August 18

Posted by sydney on Aug 18th, 2008
  • 1792: August 18, 1792 – Blackcaps eat the berries of the honey-suckles. Mrs J. White, after long & severe campaign carried on against the Blattae molendinariae, which have of late invaded my house, & of which she has destroyed many thousands, finds that at intervals a fresh detachment of old ones arrives; & particularly during the hot season: for the windows being left open in the evenings, the males come flying in at the casements from the neighbouring houses, which swarm with them. How the females, that seem to have no perfect wings that they can use, can contrive to get form house to house, does not so readily appear. These, like many insects, when they find their present abodes over-stocked, have powers of migrating to fresh quarters.

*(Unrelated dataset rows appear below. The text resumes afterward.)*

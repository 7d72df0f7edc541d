//! End-to-end tests for the `sessions` subcommands

mod common;

use assert_cmd::Command;
use predicates::prelude::*;
use std::path::Path;

fn llamachat(db_path: &Path, config_path: &Path) -> Command {
    let mut cmd = Command::cargo_bin("llamachat").expect("binary built");
    cmd.env_remove("LLAMACHAT_DB")
        .env_remove("LLAMACPP_IP")
        .env("RUST_LOG", "off")
        .env("NO_COLOR", "1")
        .arg("--config")
        .arg(config_path)
        .arg("--db-path")
        .arg(db_path);
    cmd
}

#[test]
fn test_sessions_lifecycle_through_cli() {
    let (tmp, config_path) = common::temp_config_file("chat:\n  title_length: 7\n");
    let db_path = tmp.path().join("cli.db");

    llamachat(&db_path, &config_path)
        .args(["sessions", "list"])
        .assert()
        .success()
        .stdout(predicate::str::contains("No chat sessions found"));

    llamachat(&db_path, &config_path)
        .args(["sessions", "new"])
        .assert()
        .success()
        .stdout(predicate::str::contains("New Conversation 1"));

    llamachat(&db_path, &config_path)
        .args(["sessions", "new"])
        .assert()
        .success()
        .stdout(predicate::str::contains("New Conversation 2"));

    llamachat(&db_path, &config_path)
        .args(["sessions", "rename", "2", "New Conversation 1"])
        .assert()
        .success()
        .stdout(predicate::str::contains("New Conversation 1 (1)"));

    llamachat(&db_path, &config_path)
        .args(["sessions", "delete", "1"])
        .assert()
        .success()
        .stdout(predicate::str::contains("Deleted New Conversation 1"));

    llamachat(&db_path, &config_path)
        .args(["sessions", "list"])
        .assert()
        .success()
        .stdout(predicate::str::contains("New Conversation 1 (1)"));
}

#[test]
fn test_unknown_session_fails_cleanly() {
    let (tmp, config_path) = common::temp_config_file("{}\n");
    let db_path = tmp.path().join("cli.db");

    llamachat(&db_path, &config_path)
        .args(["sessions", "show", "does-not-exist"])
        .assert()
        .failure()
        .stderr(predicate::str::contains("Session not found"));
}

#[test]
fn test_invalid_config_temperature_is_rejected() {
    let (tmp, config_path) = common::temp_config_file("provider:\n  temperature: 3.5\n");
    let db_path = tmp.path().join("cli.db");

    llamachat(&db_path, &config_path)
        .args(["sessions", "list"])
        .assert()
        .failure()
        .stderr(predicate::str::contains("Temperature must be between"));
}

#[test]
fn test_chat_starts_despite_corrupt_session_row() {
    let (tmp, config_path) =
        common::temp_config_file("provider:\n  host: 127.0.0.1:9\n");
    let db_path = tmp.path().join("cli.db");

    llamachat(&db_path, &config_path)
        .args(["sessions", "new"])
        .assert()
        .success();

    let conn = rusqlite::Connection::open(&db_path).expect("open sqlite");
    conn.execute(
        "INSERT INTO sessions (id, name, messages) VALUES ('bad', 'Bad', '{oops')",
        [],
    )
    .expect("seed corrupt row");
    drop(conn);

    llamachat(&db_path, &config_path)
        .arg("chat")
        .write_stdin("/sessions\nexit\n")
        .assert()
        .success()
        .stdout(predicate::str::contains("New Conversation 1"))
        .stdout(predicate::str::contains("Goodbye!"))
        .stderr(predicate::str::contains("Corrupted messages for session bad"));

    // the damaged row is kept, not overwritten
    let conn = rusqlite::Connection::open(&db_path).expect("open sqlite");
    let raw: String = conn
        .query_row("SELECT messages FROM sessions WHERE id = 'bad'", [], |row| {
            row.get(0)
        })
        .expect("corrupt row still present");
    assert_eq!(raw, "{oops");
}

#[test]
fn test_list_hints_at_archiving_past_threshold() {
    let (tmp, config_path) = common::temp_config_file("chat:\n  large_session_warning: 1\n");
    let db_path = tmp.path().join("cli.db");

    llamachat(&db_path, &config_path)
        .args(["sessions", "new"])
        .assert()
        .success();

    llamachat(&db_path, &config_path)
        .args(["sessions", "list"])
        .assert()
        .success()
        .stdout(predicate::str::contains("Consider deleting or archiving").not());

    llamachat(&db_path, &config_path)
        .args(["sessions", "new"])
        .assert()
        .success();

    llamachat(&db_path, &config_path)
        .args(["sessions", "list"])
        .assert()
        .success()
        .stdout(predicate::str::contains("You have 2 sessions"))
        .stdout(predicate::str::contains("Consider deleting or archiving"));
}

Since the Blattae have been so much kept under, the Crickets have greatly encreased in number.
  • 1791: August 18, 1791 – Timothy grazes.  John White came from Salisbury.  Cut 133 more cucumbers.  Michaelmas daisies begin to blow.  Farmer Spencer, & Farmer Knight make each a noble wheat-rick: the crop very good, & in fine order.

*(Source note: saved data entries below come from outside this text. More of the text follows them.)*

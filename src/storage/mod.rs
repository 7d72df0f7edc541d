use crate::error::{ChatError, Result};
use crate::providers::Message;
use anyhow::Context;
use directories::ProjectDirs;
use rusqlite::{params, Connection};
use std::path::{Path, PathBuf};

pub mod types;
pub use types::Session;

/// File name of the session database inside the data directory
pub const DB_FILE_NAME: &str = "chat_sessions.db";

/// Storage backend for chat sessions
///
/// Holds only the database path; each operation opens its own connection
/// and releases it before returning.
pub struct SqliteStorage {
    db_path: PathBuf,
}

impl SqliteStorage {
    /// Create a new storage instance
    ///
    /// Uses `LLAMACHAT_DB` when set, otherwise `chat_sessions.db` in the
    /// user's data directory.
    pub fn new() -> Result<Self> {
        if let Ok(override_path) = std::env::var("LLAMACHAT_DB") {
            return Self::new_with_path(override_path);
        }

        let proj_dirs = ProjectDirs::from("org", "llamachat", "llamachat")
            .ok_or_else(|| ChatError::Storage("Could not determine data directory".into()))?;

        Self::new_with_path(proj_dirs.data_dir().join(DB_FILE_NAME))
    }

    /// Create a new storage instance that uses the specified database path.
    ///
    /// # Examples
    ///
    /// ```
    /// use llamachat::storage::SqliteStorage;
    ///
    /// let dir = tempfile::tempdir().unwrap();
    /// let storage = SqliteStorage::new_with_path(dir.path().join("chat.db")).unwrap();
    /// assert!(storage.load_all().unwrap().is_empty());
    /// ```
    pub fn new_with_path<P: Into<PathBuf>>(db_path: P) -> Result<Self> {
        let db_path = db_path.into();

        if let Some(parent) = db_path.parent().filter(|p| !p.as_os_str().is_empty()) {
            std::fs::create_dir_all(parent)
                .context("Failed to create parent directory for database")
                .map_err(|e| ChatError::Storage(e.to_string()))?;
        }

        let storage = Self { db_path };
        storage.init()?;
        Ok(storage)
    }

    /// Location of the database file
    pub fn db_path(&self) -> &Path {
        &self.db_path
    }

    fn connect(&self) -> Result<Connection> {
        Connection::open(&self.db_path)
            .context("Failed to open database")
            .map_err(|e| ChatError::Storage(e.to_string()).into())
    }

    /// Initialize the database schema
    fn init(&self) -> Result<()> {
        let conn = self.connect()?;

        conn.execute(
            "CREATE TABLE IF NOT EXISTS sessions (
                id TEXT PRIMARY KEY,
                name TEXT,
                messages TEXT
            )",
            [],
        )
        .context("Failed to create tables")
        .map_err(|e| ChatError::Storage(e.to_string()))?;

        Ok(())
    }

    /// Insert a new session row
    pub fn insert_session(&self, session: &Session) -> Result<()> {
        let conn = self.connect()?;
        let messages_json = encode_messages(&session.messages)?;

        conn.execute(
            "INSERT INTO sessions (id, name, messages) VALUES (?, ?, ?)",
            params![session.id, session.name, messages_json],
        )
        .context("Failed to insert session")
        .map_err(|e| ChatError::Storage(e.to_string()))?;

        tracing::debug!(id = %session.id, name = %session.name, "Inserted session");
        Ok(())
    }

    /// Delete a session row; deleting a missing id is not an error
    pub fn delete_session(&self, id: &str) -> Result<()> {
        let conn = self.connect()?;

        let removed = conn
            .execute("DELETE FROM sessions WHERE id = ?", params![id])
            .context("Failed to delete session")
            .map_err(|e| ChatError::Storage(e.to_string()))?;

        tracing::debug!(id = %id, removed, "Deleted session");
        Ok(())
    }

    /// Update only the name of a session
    pub fn rename_session(&self, id: &str, name: &str) -> Result<()> {
        let conn = self.connect()?;

        let updated = conn
            .execute(
                "UPDATE sessions SET name = ? WHERE id = ?",
                params![name, id],
            )
            .context("Failed to update session name")
            .map_err(|e| ChatError::Storage(e.to_string()))?;

        if updated == 0 {
            return Err(ChatError::SessionNotFound(id.to_string()).into());
        }
        Ok(())
    }

    /// Overwrite name and messages of every given session in one transaction
    pub fn save_all(&self, sessions: &[Session]) -> Result<()> {
        let mut conn = self.connect()?;

        let tx = conn
            .transaction()
            .context("Failed to start transaction")
            .map_err(|e| ChatError::Storage(e.to_string()))?;

        for session in sessions {
            let messages_json = encode_messages(&session.messages)?;
            let updated = tx
                .execute(
                    "UPDATE sessions SET name = ?, messages = ? WHERE id = ?",
                    params![session.name, messages_json, session.id],
                )
                .context("Failed to update session")
                .map_err(|e| ChatError::Storage(e.to_string()))?;

            if updated == 0 {
                tracing::warn!(id = %session.id, "Session has no stored row; skipped on save");
            }
        }

        tx.commit()
            .context("Failed to commit transaction")
            .map_err(|e| ChatError::Storage(e.to_string()))?;

        tracing::debug!("Saved {} sessions", sessions.len());
        Ok(())
    }

    /// Load every session in insertion order
    ///
    /// # Errors
    ///
    /// Returns `ChatError::CorruptMessages` if any row holds a message log
    /// that is not a valid JSON array of messages.
    pub fn load_all(&self) -> Result<Vec<Session>> {
        let sessions = self
            .read_rows()?
            .into_iter()
            .map(decode_row)
            .collect::<std::result::Result<Vec<_>, _>>()?;

        tracing::debug!("Loaded {} sessions from {}", sessions.len(), self.db_path.display());
        Ok(sessions)
    }

    /// Load every readable session, setting aside rows with a corrupt log
    ///
    /// Corrupt rows stay untouched in the database and are returned as
    /// `ChatError::CorruptMessages` next to the sessions that did load.
    ///
    /// # Errors
    ///
    /// Returns error if the table itself cannot be read
    pub fn load_all_skipping_corrupt(&self) -> Result<(Vec<Session>, Vec<ChatError>)> {
        let mut sessions = Vec::new();
        let mut skipped = Vec::new();

        for row in self.read_rows()? {
            match decode_row(row) {
                Ok(session) => sessions.push(session),
                Err(e) => {
                    tracing::warn!("Skipping unreadable session: {}", e);
                    skipped.push(e);
                }
            }
        }

        tracing::debug!(
            loaded = sessions.len(),
            skipped = skipped.len(),
            "Loaded sessions from {}",
            self.db_path.display()
        );
        Ok((sessions, skipped))
    }

    fn read_rows(&self) -> Result<Vec<RawRow>> {
        let conn = self.connect()?;

        let mut stmt = conn
            .prepare("SELECT id, name, messages FROM sessions ORDER BY rowid")
            .context("Failed to prepare statement")
            .map_err(|e| ChatError::Storage(e.to_string()))?;

        let rows = stmt
            .query_map([], |row| {
                Ok(RawRow {
                    id: row.get(0)?,
                    name: row.get(1)?,
                    messages_json: row.get(2)?,
                })
            })
            .context("Failed to query sessions")
            .map_err(|e| ChatError::Storage(e.to_string()))?;

        let rows = rows
            .collect::<rusqlite::Result<Vec<_>>>()
            .context("Failed to read session row")
            .map_err(|e| ChatError::Storage(e.to_string()))?;
        Ok(rows)
    }
}

/// One `sessions` row before its message log is decoded
struct RawRow {
    id: String,
    name: Option<String>,
    messages_json: Option<String>,
}

fn decode_row(row: RawRow) -> std::result::Result<Session, ChatError> {
    let messages: Vec<Message> = serde_json::from_str(row.messages_json.as_deref().unwrap_or("[]"))
        .map_err(|e| ChatError::CorruptMessages {
            id: row.id.clone(),
            reason: e.to_string(),
        })?;

    Ok(Session {
        id: row.id,
        name: row.name.unwrap_or_default(),
        messages,
    })
}

fn encode_messages(messages: &[Message]) -> Result<String> {
    serde_json::to_string(messages)
        .context("Failed to serialize messages")
        .map_err(|e| ChatError::Storage(e.to_string()).into())
}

  • 1789: August 18, 1789 – Many pease housed.  Harvest-scenes are now very beautiful!  Turnips thrive since the shower.
  • 1785: August 18, 1785 – Colchicum, autumnal crocus, emerges, & blows.
  • 1784: August 18, 1784 – Spinage very thick on the ground.  Men hoe turnips, stir their fallows, & cart chalk.
  • 1783: August 18, 1783 – The Colchicum, or autumnal crocus blows.  On the evening of this day, at about a quarter after nine o’the clock, a luminous meteor of extraordinary bulk, & shape was seen traversing the sky from N.W. to S.E.  It was observed at Edinburg, & several other Ern. parts of this Island.  No accounts of it, that I have seen, have been published from any of the western counties.  It was also taken notice of at Ostend.  This meteor, I find since, was seen at Coventry, & Chester.  4 swifts at Guildford; 1 swift at Meroe; 1 swift at Dorking.
  • 1782:  – Linnets congregate & therefore have probably done breeding.  Saw a Papilio Machaon in my garden: this is only the third of this species that ever I have seen in this district.  It was alert, & wild.  It is the only swallow-tailed fly in this island.
  • 1781: August 18, 1781 – Some wasps at the butcher’s shop.
  • 1775: August 18, 1775 – Grey.  Sweet afternoon.
  • 1774: August 18, 1774 – Two swifts were seen again on this day at Fyfield: none afterwards.  Two last swifts seen at Blackburn in Lancashire.
  • 1773: August 18, 1773 – Wheat lies in a bad way.  Much cut, little bound, & scarce any housed.
  • 1772: August 18, 1772 – The swifts seem for some days to have taken their leave.  Apricots.  None seen after that time.
  • 1771: August 18, 1771 – No dew, rain, rain, rain.  Swans flounce & dive.  Chilly & dark.
  • 1769: August 18, 1769 – Martins congregate on the roofs of houses.
  • 1768: August 18, 1768 – Martins continue to hatch new broods.  Flies begin to abound in the windows.